TASK TO COMPLETE: Below are the records; count the lines that include the string "SessionStatus" and give only that number.

Stored data
//! SQLite implementation of the SessionRepository.

use async_trait::async_trait;
use sqlx::SqlitePool;
use uuid::Uuid;

use crate::domain::errors::{DomainError, DomainResult};
use crate::domain::models::{Session, SessionKind, SessionStatus};
use crate::domain::ports::SessionRepository;

#[derive(Clone)]
pub struct SqliteSessionRepository {
    pool: SqlitePool,
}

impl SqliteSessionRepository {
    pub fn new(pool: SqlitePool) -> Self {
        Self { pool }
    }
}

#[async_trait]
impl SessionRepository for SqliteSessionRepository {
    async fn create(&self, session: &Session) -> DomainResult<()> {
        let metrics_json = serde_json::to_string(&session.metrics)?;

        sqlx::query(
            r#"INSERT INTO sessions (id, project_id, sequence, kind, model, status, created_at, started_at, last_heartbeat, ended_at, metrics, interruption_reason)
               VALUES (?, ?, ?, ?, ?, ?, ?, ?, ?, ?, ?, ?)"#,
        )
        .bind(session.id.to_string())
        .bind(session.project_id.to_string())
        .bind(session.sequence)
        .bind(session.kind.as_str())
        .bind(&session.model)
        .bind(session.status.as_str())
        .bind(session.created_at.to_rfc3339())
        .bind(session.started_at.map(|t| t.to_rfc3339()))
        .bind(session.last_heartbeat.map(|t| t.to_rfc3339()))
        .bind(session.ended_at.map(|t| t.to_rfc3339()))
        .bind(&metrics_json)
        .bind(&session.interruption_reason)
        .execute(&self.pool)
        .await?;

        Ok(())
    }

    async fn get(&self, id: Uuid) -> DomainResult<Option<Session>> {
        let row: Option<SessionRow> = sqlx::query_as(SELECT_COLUMNS_WHERE_ID)
            .bind(id.to_string())
            .fetch_optional(&self.pool)
            .await?;

        row.map(|r| r.try_into()).transpose()
    }

    async fn update(&self, session: &Session) -> DomainResult<()> {
        let metrics_json = serde_json::to_string(&session.metrics)?;

        let result = sqlx::query(
            r#"UPDATE sessions SET status = ?, started_at = ?, last_heartbeat = ?, ended_at = ?, metrics = ?, interruption_reason = ?
               WHERE id = ?"#,
        )
        .bind(session.status.as_str())
        .bind(session.started_at.map(|t| t.to_rfc3339()))
        .bind(session.last_heartbeat.map(|t| t.to_rfc3339()))
        .bind(session.ended_at.map(|t| t.to_rfc3339()))
        .bind(&metrics_json)
        .bind(&session.interruption_reason)
        .bind(session.id.to_string())
        .execute(&self.pool)
        .await?;

        if result.rows_affected() == 0 {
            return Err(DomainError::SessionNotFound(session.id));
        }

        Ok(())
    }

    async fn get_running_for_project(&self, project_id: Uuid) -> DomainResult<Option<Session>> {
        let row: Option<SessionRow> = sqlx::query_as(&format!(
            "{SELECT_COLUMNS} WHERE project_id = ? AND status = 'running' ORDER BY created_at DESC LIMIT 1"
        ))
        .bind(project_id.to_string())
        .fetch_optional(&self.pool)
        .await?;

        row.map(|r| r.try_into()).transpose()
    }

    async fn list_running(&self) -> DomainResult<Vec<Session>> {
        let rows: Vec<SessionRow> =
            sqlx::query_as(&format!("{SELECT_COLUMNS} WHERE status = 'running' ORDER BY created_at"))
                .fetch_all(&self.pool)
                .await?;

        rows.into_iter().map(|r| r.try_into()).collect()
    }

    async fn next_sequence(&self, project_id: Uuid) -> DomainResult<i64> {
        let row: (i64,) = sqlx::query_as("SELECT COALESCE(MAX(sequence), 0) + 1 FROM sessions WHERE project_id = ?")
            .bind(project_id.to_string())
            .fetch_one(&self.pool)
            .await?;

        Ok(row.0)
    }
}

const SELECT_COLUMNS: &str = "SELECT id, project_id, sequence, kind, model, status, created_at, started_at, last_heartbeat, ended_at, metrics, interruption_reason FROM sessions";
const SELECT_COLUMNS_WHERE_ID: &str = "SELECT id, project_id, sequence, kind, model, status, created_at, started_at, last_heartbeat, ended_at, metrics, interruption_reason FROM sessions WHERE id = ?";

#[derive(sqlx::FromRow)]
struct SessionRow {
    id: String,
    project_id: String,
    sequence: i64,
    kind: String,
    model: String,
    status: String,
    created_at: String,
    started_at: Option<String>,
    last_heartbeat: Option<String>,
    ended_at: Option<String>,
    metrics: String,
    interruption_reason: Option<String>,
}

impl TryFrom<SessionRow> for Session {
    type Error = DomainError;

    fn try_from(row: SessionRow) -> Result<Self, Self::Error> {
        let id = super::parse_uuid(&row.id)?;
        let project_id = super::parse_uuid(&row.project_id)?;
        let kind = SessionKind::from_str(&row.kind)
            .ok_or_else(|| DomainError::Serialization(format!("invalid session kind: {}", row.kind)))?;
        let status = SessionStatus::from_str(&row.status)
            .ok_or_else(|| DomainError::Serialization(format!("invalid session status: {}", row.status)))?;
        let created_at = super::parse_datetime(&row.created_at)?;
        let started_at = super::parse_optional_datetime(row.started_at)?;
        let last_heartbeat = super::parse_optional_datetime(row.last_heartbeat)?;
        let ended_at = super::parse_optional_datetime(row.ended_at)?;
        let metrics = super::parse_json_value(&row.metrics)?;

        Ok(Session {
            id,
            project_id,
            sequence: row.sequence,
            kind,
            model: row.model,
            status,
            created_at,
            started_at,
            last_heartbeat,
            ended_at,
            metrics,
            interruption_reason: row.interruption_reason,
        })
    }
}

#[cfg(test)]
mod tests {
    use super::*;
    use crate::adapters::sqlite::create_migrated_test_pool;
    use crate::adapters::sqlite::project_repository::SqliteProjectRepository;
    use crate::domain::models::Project;
    use crate::domain::ports::ProjectRepository;
    use std::path::PathBuf;

    async fn seed_project(pool: &SqlitePool) -> Uuid {
        let repo = SqliteProjectRepository::new(pool.clone());
        let project = Project::new("demo", PathBuf::from("/work/demo"));
        repo.create(&project).await.unwrap();
        project.id
    }

    #[tokio::test]
    async fn create_and_get_roundtrip() {
        let pool = create_migrated_test_pool().await.unwrap();
        let project_id = seed_project(&pool).await;
        let repo = SqliteSessionRepository::new(pool);

        let session = Session::new(project_id, 1, SessionKind::Coding, "claude-cheap".to_string());
        repo.create(&session).await.unwrap();

        let loaded = repo.get(session.id).await.unwrap().unwrap();
        assert_eq!(loaded.status, SessionStatus::Pending);
    }

    #[tokio::test]
    async fn next_sequence_increments() {
        let pool = create_migrated_test_pool().await.unwrap();
        let project_id = seed_project(&pool).await;
        let repo = SqliteSessionRepository::new(pool);

        assert_eq!(repo.next_sequence(project_id).await.unwrap(), 1);

        let session = Session::new(project_id, 1, SessionKind::Coding, "claude-cheap".to_string());
        repo.create(&session).await.unwrap();

        assert_eq!(repo.next_sequence(project_id).await.unwrap(), 2);
    }

    #[tokio::test]
    async fn get_running_for_project_filters_status() {
        let pool = create_migrated_test_pool().await.unwrap();
        let project_id = seed_project(&pool).await;
        let repo = SqliteSessionRepository::new(pool);

        let mut session = Session::new(project_id, 1, SessionKind::Coding, "claude-cheap".to_string());
        repo.create(&session).await.unwrap();
        assert!(repo.get_running_for_project(project_id).await.unwrap().is_none());

        session.start();
        repo.update(&session).await.unwrap();
        let running = repo.get_running_for_project(project_id).await.unwrap();
        assert!(running.is_some());
    }
}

OUTPUT OF THE EXERCISE: 3